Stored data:

- - -

pub mod models;


pub use models::*;

use std::cmp::Ordering;
use std::path::Path;

use sqlx::sqlite::{SqliteConnectOptions, SqliteJournalMode, SqlitePoolOptions};
use sqlx::{Pool, Row, Sqlite};
use tracing::debug;

use crate::embeddings::chunking::split_text_chunks;
use crate::embeddings::{HashedEmbedder, DEFAULT_EMBED_DIM};
use crate::text::shorten_text;
use crate::{RagError, Result};

const HIT_TEXT_MAX_BYTES: usize = 520;

const SCHEMA: [&str; 5] = [
    "CREATE TABLE IF NOT EXISTS meta(key TEXT PRIMARY KEY, value TEXT)",
    "CREATE TABLE IF NOT EXISTS docs(
        id INTEGER PRIMARY KEY AUTOINCREMENT,
        filename TEXT,
        mime TEXT,
        added_at INTEGER,
        chunk_count INTEGER)",
    "CREATE TABLE IF NOT EXISTS chunks(
        id INTEGER PRIMARY KEY AUTOINCREMENT,
        doc_id INTEGER,
        chunk_index INTEGER,
        source TEXT,
        text TEXT)",
    "CREATE TABLE IF NOT EXISTS vectors(
        chunk_id INTEGER PRIMARY KEY,
        dim INTEGER,
        vec BLOB)",
    "CREATE INDEX IF NOT EXISTS idx_chunks_doc ON chunks(doc_id)",
];

/// Durable store of documents, chunks, and embeddings over a single SQLite
/// file. All mutations run inside one transaction; the cached counts change
/// only after a commit.
#[derive(Debug)]
pub struct VectorStore {
    pool: Pool<Sqlite>,
    embedder: HashedEmbedder,
    embed_dim: usize,
    doc_count: i64,
    chunk_count: i64,
}

impl VectorStore {
    /// Open or create the store. Refuses to open a database whose stored
    /// `embed_dim` differs from the requested one.
    pub async fn open(path: &Path, embed_dim: usize) -> Result<Self> {
        let embed_dim = if embed_dim == 0 {
            DEFAULT_EMBED_DIM
        } else {
            embed_dim
        };

        let options = SqliteConnectOptions::new()
            .filename(path)
            .create_if_missing(true)
            .journal_mode(SqliteJournalMode::Wal)
            .foreign_keys(true);

        let pool = SqlitePoolOptions::new()
            .max_connections(1)
            .connect_with(options)
            .await
            .map_err(storage("failed to open database"))?;

        let mut store = Self {
            pool,
            embedder: HashedEmbedder::new(embed_dim),
            embed_dim,
            doc_count: 0,
            chunk_count: 0,
        };
        store.ensure_schema().await?;
        store.load_counts().await?;
        Ok(store)
    }

    async fn ensure_schema(&self) -> Result<()> {
        for statement in SCHEMA {
            sqlx::query(statement)
                .execute(&self.pool)
                .await
                .map_err(storage("failed to create schema"))?;
        }

        let stored: Option<String> =
            sqlx::query_scalar("SELECT value FROM meta WHERE key = 'embed_dim'")
                .fetch_optional(&self.pool)
                .await
                .map_err(storage("failed to read embed_dim"))?;

        match stored {
            Some(value) => {
                let stored_dim: usize = value.parse().unwrap_or(0);
                if stored_dim > 0 && stored_dim != self.embed_dim {
                    return Err(RagError::Storage(format!(
                        "embedding dim mismatch in existing database: stored {stored_dim}, requested {}",
                        self.embed_dim
                    )));
                }
            }
            None => {
                sqlx::query("INSERT OR REPLACE INTO meta(key, value) VALUES('embed_dim', ?)")
                    .bind(self.embed_dim.to_string())
                    .execute(&self.pool)
                    .await
                    .map_err(storage("failed to store embed_dim"))?;
            }
        }
        Ok(())
    }

    async fn load_counts(&mut self) -> Result<()> {
        self.doc_count = sqlx::query_scalar("SELECT COUNT(*) FROM docs")
            .fetch_one(&self.pool)
            .await
            .map_err(storage("failed to count documents"))?;
        self.chunk_count = sqlx::query_scalar("SELECT COUNT(*) FROM chunks")
            .fetch_one(&self.pool)
            .await
            .map_err(storage("failed to count chunks"))?;
        Ok(())
    }

    /// Chunk, embed, and insert a document in one transaction.
    /// Returns the new document id and its chunk count.
    pub async fn add_document(
        &mut self,
        filename: &str,
        mime: &str,
        text: &str,
        chunk_chars: usize,
    ) -> Result<(i64, usize)> {
        let chunks = split_text_chunks(text, chunk_chars);
        if chunks.is_empty() {
            return Err(RagError::InvalidRequest(
                "no text chunks generated".to_string(),
            ));
        }

        let mut tx = self
            .pool
            .begin()
            .await
            .map_err(storage("failed to begin transaction"))?;

        let added_at = chrono::Utc::now().timestamp();
        let doc_id =
            sqlx::query("INSERT INTO docs(filename, mime, added_at, chunk_count) VALUES(?, ?, ?, ?)")
                .bind(filename)
                .bind(mime)
                .bind(added_at)
                .bind(chunks.len() as i64)
                .execute(&mut *tx)
                .await
                .map_err(storage("failed to insert document"))?
                .last_insert_rowid();

        for (index, chunk) in chunks.iter().enumerate() {
            let source = format!("{filename}#{index}");
            let chunk_id =
                sqlx::query("INSERT INTO chunks(doc_id, chunk_index, source, text) VALUES(?, ?, ?, ?)")
                    .bind(doc_id)
                    .bind(index as i64)
                    .bind(&source)
                    .bind(chunk)
                    .execute(&mut *tx)
                    .await
                    .map_err(storage("failed to insert chunk"))?
                    .last_insert_rowid();

            let vector = self.embedder.embed(chunk);
            sqlx::query("INSERT INTO vectors(chunk_id, dim, vec) VALUES(?, ?, ?)")
                .bind(chunk_id)
                .bind(self.embed_dim as i64)
                .bind(vector_to_blob(&vector))
                .execute(&mut *tx)
                .await
                .map_err(storage("failed to insert vector"))?;
        }

        tx.commit()
            .await
            .map_err(storage("failed to commit document"))?;

        self.doc_count += 1;
        self.chunk_count += chunks.len() as i64;
        debug!(
            "rag.store.add doc_id={doc_id} chunks={} filename={filename}",
            chunks.len()
        );
        Ok((doc_id, chunks.len()))
    }

    /// Remove a document with its chunks and vectors, atomically.
    pub async fn delete_doc(&mut self, doc_id: i64) -> Result<()> {
        let mut tx = self
            .pool
            .begin()
            .await
            .map_err(storage("failed to begin transaction"))?;

        let exists: Option<i64> = sqlx::query_scalar("SELECT id FROM docs WHERE id = ?")
            .bind(doc_id)
            .fetch_optional(&mut *tx)
            .await
            .map_err(storage("failed to look up document"))?;
        if exists.is_none() {
            return Err(RagError::NotFound(format!("document {doc_id} not found")));
        }

        sqlx::query("DELETE FROM vectors WHERE chunk_id IN (SELECT id FROM chunks WHERE doc_id = ?)")
            .bind(doc_id)
            .execute(&mut *tx)
            .await
            .map_err(storage("failed to delete vectors"))?;
        sqlx::query("DELETE FROM chunks WHERE doc_id = ?")
            .bind(doc_id)
            .execute(&mut *tx)
            .await
            .map_err(storage("failed to delete chunks"))?;
        sqlx::query("DELETE FROM docs WHERE id = ?")
            .bind(doc_id)
            .execute(&mut *tx)
            .await
            .map_err(storage("failed to delete document"))?;

        let doc_count: i64 = sqlx::query_scalar("SELECT COUNT(*) FROM docs")
            .fetch_one(&mut *tx)
            .await
            .map_err(storage("failed to count documents"))?;
        let chunk_count: i64 = sqlx::query_scalar("SELECT COUNT(*) FROM chunks")
            .fetch_one(&mut *tx)
            .await
            .map_err(storage("failed to count chunks"))?;

        tx.commit()
            .await
            .map_err(storage("failed to commit delete"))?;

        self.doc_count = doc_count;
        self.chunk_count = chunk_count;
        debug!("rag.store.delete doc_id={doc_id}");
        Ok(())
    }

    /// Linear cosine scan over every stored vector. Both sides are
    /// L2-normalized, so the dot product is the cosine similarity. Scores
    /// at or below zero are dropped; ties keep insertion order.
    pub async fn search(&self, query_vec: &[f32], top_k: usize) -> Result<Vec<SearchHit>> {
        let mut hits = Vec::new();
        if query_vec.is_empty() || top_k == 0 {
            return Ok(hits);
        }

        let rows = sqlx::query(
            "SELECT chunks.source, chunks.text, vectors.vec, vectors.dim, chunks.doc_id, chunks.chunk_index
             FROM vectors JOIN chunks ON vectors.chunk_id = chunks.id
             ORDER BY chunks.id ASC",
        )
        .fetch_all(&self.pool)
        .await
        .map_err(storage("failed to scan vectors"))?;

        for row in rows {
            let dim: i64 = row.get("dim");
            let blob: Vec<u8> = row.get("vec");
            let Some(vector) = blob_to_vector(&blob, dim as usize) else {
                continue;
            };
            if vector.len() != query_vec.len() {
                continue;
            }
            let score = dot(query_vec, &vector);
            if score <= 0.0 {
                continue;
            }
            hits.push(SearchHit {
                source: row.get("source"),
                text: row.get("text"),
                score,
                doc_id: row.get("doc_id"),
                chunk_index: row.get("chunk_index"),
            });
        }

        hits.sort_by(|a, b| b.score.partial_cmp(&a.score).unwrap_or(Ordering::Equal));
        hits.truncate(top_k);
        for hit in &mut hits {
            hit.text = shorten_text(&hit.text, HIT_TEXT_MAX_BYTES);
        }
        Ok(hits)
    }

    /// Concatenate the chunks of `doc_id` with indices in `[start, end]`,
    /// labelling the `center` chunk as the match and the rest as neighbors.
    /// Returns an empty string when the range holds no rows.
    pub async fn expand_range(
        &self,
        doc_id: i64,
        start: i64,
        end: i64,
        center: i64,
    ) -> Result<String> {
        let start = start.max(0);
        if end < start || center < 0 {
            return Ok(String::new());
        }

        let rows: Vec<(i64, String)> = sqlx::query_as(
            "SELECT chunk_index, text FROM chunks
             WHERE doc_id = ? AND chunk_index BETWEEN ? AND ?
             ORDER BY chunk_index ASC",
        )
        .bind(doc_id)
        .bind(start)
        .bind(end)
        .fetch_all(&self.pool)
        .await
        .map_err(storage("failed to read chunk range"))?;

        let mut out = String::new();
        for (index, text) in rows {
            if !out.is_empty() {
                out.push_str("\n\n");
            }
            if index == center {
                out.push_str(&format!("(matched chunk {index})\n"));
            } else {
                out.push_str(&format!("(neighbor chunk {index})\n"));
            }
            out.push_str(&text);
        }
        Ok(out)
    }

    /// Expand a single hit to the `[center - n, center + n]` range.
    pub async fn expand_neighbors(&self, doc_id: i64, center: i64, neighbors: i64) -> Result<String> {
        if neighbors <= 0 || center < 0 {
            return Ok(String::new());
        }
        self.expand_range(doc_id, center - neighbors, center + neighbors, center)
            .await
    }

    /// Filename plus all chunks of a document, ordered by index.
    pub async fn get_document_chunks(&self, doc_id: i64) -> Result<(String, Vec<ChunkRow>)> {
        let filename: Option<String> = sqlx::query_scalar("SELECT filename FROM docs WHERE id = ?")
            .bind(doc_id)
            .fetch_optional(&self.pool)
            .await
            .map_err(storage("failed to look up document"))?;
        let Some(filename) = filename else {
            return Err(RagError::NotFound(format!("document {doc_id} not found")));
        };

        let chunks: Vec<ChunkRow> = sqlx::query_as(
            "SELECT chunk_index, source, text FROM chunks
             WHERE doc_id = ? ORDER BY chunk_index ASC",
        )
        .bind(doc_id)
        .fetch_all(&self.pool)
        .await
        .map_err(storage("failed to read document chunks"))?;

        Ok((filename, chunks))
    }

    /// Newest documents first.
    pub async fn list_docs(&self, limit: i64, offset: i64) -> Result<Vec<DocInfo>> {
        if limit <= 0 {
            return Ok(Vec::new());
        }
        sqlx::query_as(
            "SELECT id, filename, mime, added_at, chunk_count FROM docs
             ORDER BY id DESC LIMIT ? OFFSET ?",
        )
        .bind(limit)
        .bind(offset.max(0))
        .fetch_all(&self.pool)
        .await
        .map_err(storage("failed to list documents"))
    }

    #[inline]
    pub fn doc_count(&self) -> i64 {
        self.doc_count
    }

    #[inline]
    pub fn chunk_count(&self) -> i64 {
        self.chunk_count
    }

    #[inline]
    pub fn embed_dim(&self) -> usize {
        self.embed_dim
    }

    #[inline]
    pub fn embedder(&self) -> &HashedEmbedder {
        &self.embedder
    }
}

fn storage(context: &'static str) -> impl FnOnce(sqlx::Error) -> RagError {
    move |e| RagError::Storage(format!("{context}: {e}"))
}

fn vector_to_blob(vector: &[f32]) -> Vec<u8> {
    let mut blob = Vec::with_capacity(vector.len() * 4);
    for &value in vector {
        blob.extend_from_slice(&value.to_le_bytes());
    }
    blob
}

fn blob_to_vector(blob: &[u8], dim: usize) -> Option<Vec<f32>> {
    if dim == 0 || blob.len() != dim * 4 {
        return None;
    }
    Some(
        blob.chunks_exact(4)
            .map(|b| f32::from_le_bytes([b[0], b[1], b[2], b[3]]))
            .collect(),
    )
}

fn dot(a: &[f32], b: &[f32]) -> f64 {
    a.iter()
        .zip(b)
        .map(|(&x, &y)| f64::from(x) * f64::from(y))
        .sum()
}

- - -

Prompt. The answer must be a single number: how many lines of the data include the string "neighbors".

Response area. 4